Optimal Empirical Risk Minimization under Temporal Distribution Shifts
This addresses the challenge of deploying models in dynamically evolving environments, offering a theoretically grounded solution that outperforms standard weighting strategies, though it appears incremental as it builds on existing risk minimization methods.
The paper tackles the problem of machine learning under temporal distribution shifts by introducing RIDER, an optimally-weighted empirical risk minimization framework, which consistently improves out-of-sample predictive performance on datasets like Yearbook, stock market volatility, and NYC taxi ride durations.

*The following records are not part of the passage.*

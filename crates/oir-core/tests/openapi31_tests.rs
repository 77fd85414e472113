use oir_core::ir::{
    Combinator, EnumBaseType, ModelDef, ModelRef, ObjectModel, SimpleType, SpecVersion,
};
use oir_core::{Document, parse};
use serde_json::json;

const INVENTORY: &str = include_str!("fixtures/inventory-3.1.json");

fn inventory() -> Document {
    let output = parse::from_json(INVENTORY).expect("should parse inventory 3.1");
    assert!(
        output.diagnostics.is_empty(),
        "unexpected diagnostics: {:?}",
        output.diagnostics
    );
    output.document
}

fn item(doc: &Document) -> &ObjectModel {
    let handle = doc.find_model("Item").expect("Item should exist");
    doc.model(handle).as_object().unwrap()
}

fn prop(doc: &Document, name: &str) -> ModelRef {
    item(doc).property(name).unwrap().def
}

#[test]
fn detects_3_1() {
    let doc = inventory();
    assert_eq!(doc.version, SpecVersion::OpenApi31);
    assert_eq!(doc.info.title, "Inventory");
    let get = doc.find_path("/items/{itemId}", "get").unwrap();
    assert_eq!(get.responses[0].content, doc.find_model("Item").unwrap());
}

#[test]
fn null_in_type_list_is_nullable() {
    let doc = inventory();
    let price = doc.model(prop(&doc, "price")).as_extended().unwrap();
    assert_eq!(price.combinator, Combinator::Or);
    match doc.model(price.members[0]) {
        ModelDef::Simple(simple) => assert_eq!(simple.base_type, SimpleType::Number),
        other => panic!("expected number, got {other:?}"),
    }
    assert_eq!(doc.model(price.members[1]), &ModelDef::Null);
}

#[test]
fn several_types_are_a_union() {
    let doc = inventory();
    let quantity = doc.model(prop(&doc, "quantity")).as_extended().unwrap();
    assert_eq!(quantity.combinator, Combinator::Or);
    let types: Vec<SimpleType> = quantity
        .members
        .iter()
        .map(|m| match doc.model(*m) {
            ModelDef::Simple(simple) => simple.base_type,
            other => panic!("expected simple, got {other:?}"),
        })
        .collect();
    assert_eq!(types, vec![SimpleType::Integer, SimpleType::String]);
}

#[test]
fn const_and_null_types() {
    let doc = inventory();
    match doc.model(prop(&doc, "kind")) {
        ModelDef::Constant(constant) => assert_eq!(constant.value, json!("item")),
        other => panic!("expected constant, got {other:?}"),
    }
    assert_eq!(doc.model(prop(&doc, "nothing")), &ModelDef::Null);
}

#[test]
fn additional_properties() {
    let doc = inventory();
    let labels = doc.model(prop(&doc, "labels")).as_object().unwrap();
    match doc.model(labels.additional_properties.unwrap()) {
        ModelDef::Simple(simple) => assert_eq!(simple.base_type, SimpleType::String),
        other => panic!("expected string values, got {other:?}"),
    }

    let meta = doc.model(prop(&doc, "meta")).as_object().unwrap();
    assert_eq!(
        doc.model(meta.additional_properties.unwrap()),
        &ModelDef::Unknown
    );
    assert!(item(&doc).additional_properties.is_none());
}

#[test]
fn enum_varnames_and_null_value() {
    let doc = inventory();
    let grade = doc.model(prop(&doc, "grade")).as_extended().unwrap();
    // Null is listed twice (type and value) but wrapped once.
    assert_eq!(grade.members.len(), 2);
    let grade = doc.model(grade.members[0]).as_enum().unwrap();
    assert_eq!(grade.base_type, EnumBaseType::String);
    let names: Vec<&str> = grade.entries.iter().map(|e| e.name.as_str()).collect();
    assert_eq!(names, vec!["GradeA", "GradeB"]);
}

#[test]
fn ms_enum_replaces_entries() {
    let doc = inventory();
    let status = doc.model(prop(&doc, "status")).as_enum().unwrap();
    assert_eq!(status.name, "ItemStatus");
    let names: Vec<&str> = status.entries.iter().map(|e| e.name.as_str()).collect();
    assert_eq!(names, vec!["Enabled", "Disabled"]);
    assert_eq!(status.entries[0].description.as_deref(), Some("Turned on"));
    assert_eq!(status.entries[1].value, json!("off"));
    assert!(status.extensions.is_empty());
}

#[test]
fn required_flags() {
    let doc = inventory();
    let item = item(&doc);
    assert!(item.property("sku").unwrap().required);
    assert!(!item.property("price").unwrap().required);
}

Temporal distribution shifts pose a key challenge for machine learning models trained and deployed in dynamically evolving environments. This paper introduces RIDER (RIsk minimization under Dynamically Evolving Regimes) which derives optimally-weighted empirical risk minimization procedures under temporal distribution shifts. Our approach is theoretically grounded in the random distribution shift model, where random shifts arise as a superposition of numerous unpredictable changes in the data-generating process. We show that common weighting schemes, such as pooling all data, exponentially weighting data, and using only the most recent data, emerge naturally as special cases in our framework. We demonstrate that RIDER consistently improves out-of-sample predictive performance when applied as a fine-tuning step on the Yearbook dataset, across a range of benchmark methods in Wild-Time. Moreover, we show that RIDER outperforms standard weighting strategies in two other real-world tasks: predicting stock market volatility and forecasting ride durations in NYC taxi data.